##### DATASET EXCERPTS

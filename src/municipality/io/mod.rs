mod geojson;
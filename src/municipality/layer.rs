use std::sync::Arc;

use ahash::AHashMap;
use anyhow::{bail, Result};
use geo::{Coord, MultiPolygon, Rect};

use crate::geom::{Crs, Geometries};
use super::municipality::{Municipality, MunicipalityId};

/// The loaded set of municipality polygons, indexed for point lookup.
/// Geometries are stored in the map CRS.
#[derive(Debug, Clone)]
pub struct MunicipalityLayer {
    crs: Crs,
    entities: Vec<Municipality>,
    by_name: AHashMap<Arc<str>, MunicipalityId>, // First occurrence wins on duplicate names.
    geoms: Geometries,
}

impl MunicipalityLayer {
    /// Build a layer from parallel lists of attributes and geometries (already in `crs`).
    pub(crate) fn new(crs: Crs, entities: Vec<Municipality>, shapes: Vec<MultiPolygon<f64>>) -> Result<Self> {
        if entities.len() != shapes.len() {
            bail!("Entity count ({}) does not match geometry count ({})", entities.len(), shapes.len());
        }
        if let Some((i, e)) = entities.iter().enumerate().find(|(i, e)| e.id.index() != *i) {
            bail!("Entity at position {i} carries out-of-order id {}", e.id);
        }

        let mut by_name = AHashMap::with_capacity(entities.len());
        for e in &entities {
            by_name.entry(e.name.clone()).or_insert(e.id);
        }

        Ok(Self { crs, entities, by_name, geoms: Geometries::new(shapes) })
    }

    /// A layer with no municipalities: every lookup returns none.
    pub fn empty(crs: Crs) -> Self {
        Self { crs, entities: Vec::new(), by_name: AHashMap::new(), geoms: Geometries::default() }
    }

    #[inline] pub fn crs(&self) -> Crs { self.crs }

    #[inline] pub fn len(&self) -> usize { self.entities.len() }

    #[inline] pub fn is_empty(&self) -> bool { self.entities.is_empty() }

    #[inline] pub fn municipalities(&self) -> &[Municipality] { &self.entities }

    #[inline]
    pub fn get(&self, id: MunicipalityId) -> Option<&Municipality> {
        self.entities.get(id.index())
    }

    #[inline]
    pub fn geometry(&self, id: MunicipalityId) -> Option<&MultiPolygon<f64>> {
        self.geoms.shapes().get(id.index())
    }

    pub fn by_name(&self, name: &str) -> Option<&Municipality> {
        self.by_name.get(name).and_then(|&id| self.get(id))
    }

    /// The municipality whose polygon contains `coord` (map CRS), if any.
    /// Boundary points count as inside. When polygons overlap, the one that
    /// appears first in the dataset wins.
    pub fn find_municipality(&self, coord: Coord<f64>) -> Option<&Municipality> {
        if !coord.x.is_finite() || !coord.y.is_finite() {
            return None;
        }
        self.geoms.locate(coord).map(|idx| &self.entities[idx])
    }

    /// Every municipality whose polygon contains `coord`, in dataset order.
    pub fn find_all(&self, coord: Coord<f64>) -> Vec<&Municipality> {
        if !coord.x.is_finite() || !coord.y.is_finite() {
            return Vec::new();
        }
        self.geoms.locate_all(coord).into_iter().map(|idx| &self.entities[idx]).collect()
    }

    /// Extent of all municipality polygons.
    #[inline]
    pub fn bounds(&self) -> Option<Rect<f64>> { self.geoms.bounds() }
}

#[cfg(test)]
mod tests {
    use geo::{coord, polygon};

    use crate::municipality::UrbanFlag;
    use super::*;

    fn entity(idx: u32, name: &str, code: &str) -> Municipality {
        Municipality {
            id: MunicipalityId(idx),
            name: name.into(),
            area_km2: 1.0,
            type_code: code.into(),
            urban: UrbanFlag::classify(code, "D"),
        }
    }

    fn square(x0: f64, y0: f64, size: f64) -> MultiPolygon<f64> {
        MultiPolygon(vec![polygon![
            (x: x0, y: y0),
            (x: x0 + size, y: y0),
            (x: x0 + size, y: y0 + size),
            (x: x0, y: y0 + size),
            (x: x0, y: y0),
        ]])
    }

    fn layer() -> MunicipalityLayer {
        MunicipalityLayer::new(
            Crs::WebMercator,
            vec![entity(0, "A", "D"), entity(1, "B", "N"), entity(2, "A", "N")],
            vec![square(0.0, 0.0, 10.0), square(10.0, 0.0, 10.0), square(100.0, 100.0, 1.0)],
        ).unwrap()
    }

    #[test]
    fn lookup_hits_and_misses() {
        let layer = layer();
        assert_eq!(layer.find_municipality(coord! { x: 5.0, y: 5.0 }).map(|m| m.id), Some(MunicipalityId(0)));
        assert_eq!(layer.find_municipality(coord! { x: 15.0, y: 5.0 }).map(|m| m.id), Some(MunicipalityId(1)));
        assert!(layer.find_municipality(coord! { x: 50.0, y: 50.0 }).is_none());
        assert!(layer.find_municipality(coord! { x: f64::NAN, y: 5.0 }).is_none());
    }

    #[test]
    fn shared_edge_resolves_to_first() {
        let layer = layer();
        let edge = coord! { x: 10.0, y: 5.0 };
        let all: Vec<_> = layer.find_all(edge).iter().map(|m| m.id).collect();
        assert_eq!(all, vec![MunicipalityId(0), MunicipalityId(1)]);
        assert_eq!(layer.find_municipality(edge).map(|m| m.id), Some(MunicipalityId(0)));
    }

    #[test]
    fn duplicate_names_keep_first() {
        let layer = layer();
        assert_eq!(layer.by_name("A").map(|m| m.id), Some(MunicipalityId(0)));
        assert!(layer.by_name("Z").is_none());
    }

    #[test]
    fn mismatched_inputs_are_rejected() {
        assert!(MunicipalityLayer::new(Crs::WebMercator, vec![entity(0, "A", "D")], Vec::new()).is_err());
        assert!(MunicipalityLayer::new(Crs::WebMercator, vec![entity(3, "A", "D")], vec![square(0.0, 0.0, 1.0)]).is_err());
    }

    #[test]
    fn empty_layer_never_matches() {
        let layer = MunicipalityLayer::empty(Crs::WebMercator);
        assert!(layer.is_empty());
        assert!(layer.find_municipality(coord! { x: 0.0, y: 0.0 }).is_none());
        assert!(layer.bounds().is_none());
    }
}
use std::sync::Arc;

use geo::Coord;
use serde::Serialize;

use crate::municipality::{Municipality, MunicipalityId, UrbanFlag};

/// The highlighted municipality. Holds zero or one entry; setting replaces.
#[derive(Debug, Clone, Copy, Default, PartialEq, Eq)]
pub struct Selection(Option<MunicipalityId>);

impl Selection {
    #[inline] pub fn get(&self) -> Option<MunicipalityId> { self.0 }

    #[inline] pub fn clear(&mut self) { self.0 = None; }

    #[inline] pub fn set(&mut self, id: MunicipalityId) { self.0 = Some(id); }

    #[inline] pub fn is_empty(&self) -> bool { self.0.is_none() }

    #[inline] pub fn len(&self) -> usize { usize::from(self.0.is_some()) }
}

/// Text shown in the info popup for a clicked municipality.
#[derive(Debug, Clone, PartialEq, Serialize)]
pub struct PopupContent {
    pub name: Arc<str>,
    pub area_km2: f64,
    pub urban: UrbanFlag,
}

impl PopupContent {
    pub fn new(municipality: &Municipality) -> Self {
        Self {
            name: municipality.name.clone(),
            area_km2: municipality.area_km2,
            urban: municipality.urban,
        }
    }

    /// Name, area and urban lines as plain text.
    pub fn lines(&self) -> [String; 3] {
        [
            self.name.to_string(),
            format!("{} km2", self.area_km2),
            format!("Mestna: {}", self.urban),
        ]
    }

    /// Popup body markup. The name is escaped; the other fields are generated.
    pub fn to_html(&self) -> String {
        let mut html = String::with_capacity(64 + self.name.len());
        html.push_str("<h3>");
        escape_html_into(&self.name, &mut html);
        html.push_str(&format!("</h3><p>Površina: {} km2</p><p>Mestna: {}</p>", self.area_km2, self.urban));
        html
    }
}

fn escape_html_into(text: &str, out: &mut String) {
    for ch in text.chars() {
        match ch {
            '&' => out.push_str("&amp;"),
            '<' => out.push_str("&lt;"),
            '>' => out.push_str("&gt;"),
            '"' => out.push_str("&quot;"),
            '\'' => out.push_str("&#39;"),
            _ => out.push(ch),
        }
    }
}

/// Popup overlay state. Hidden whenever `position` is `None`.
#[derive(Debug, Clone, Default, PartialEq)]
pub struct Popup {
    position: Option<Coord<f64>>,
    content: Option<PopupContent>,
}

impl Popup {
    #[inline] pub fn position(&self) -> Option<Coord<f64>> { self.position }

    #[inline] pub fn content(&self) -> Option<&PopupContent> { self.content.as_ref() }

    #[inline] pub fn is_visible(&self) -> bool { self.position.is_some() }

    pub(crate) fn show(&mut self, at: Coord<f64>, content: PopupContent) {
        self.position = Some(at);
        self.content = Some(content);
    }

    pub(crate) fn hide(&mut self) {
        self.position = None;
        self.content = None;
    }
}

##########

EXERCISE:
For this listing, copy out every line that includes the word "whose".

ANSWER AREA:
    /// The municipality whose polygon contains `coord` (map CRS), if any.
    /// Every municipality whose polygon contains `coord`, in dataset order.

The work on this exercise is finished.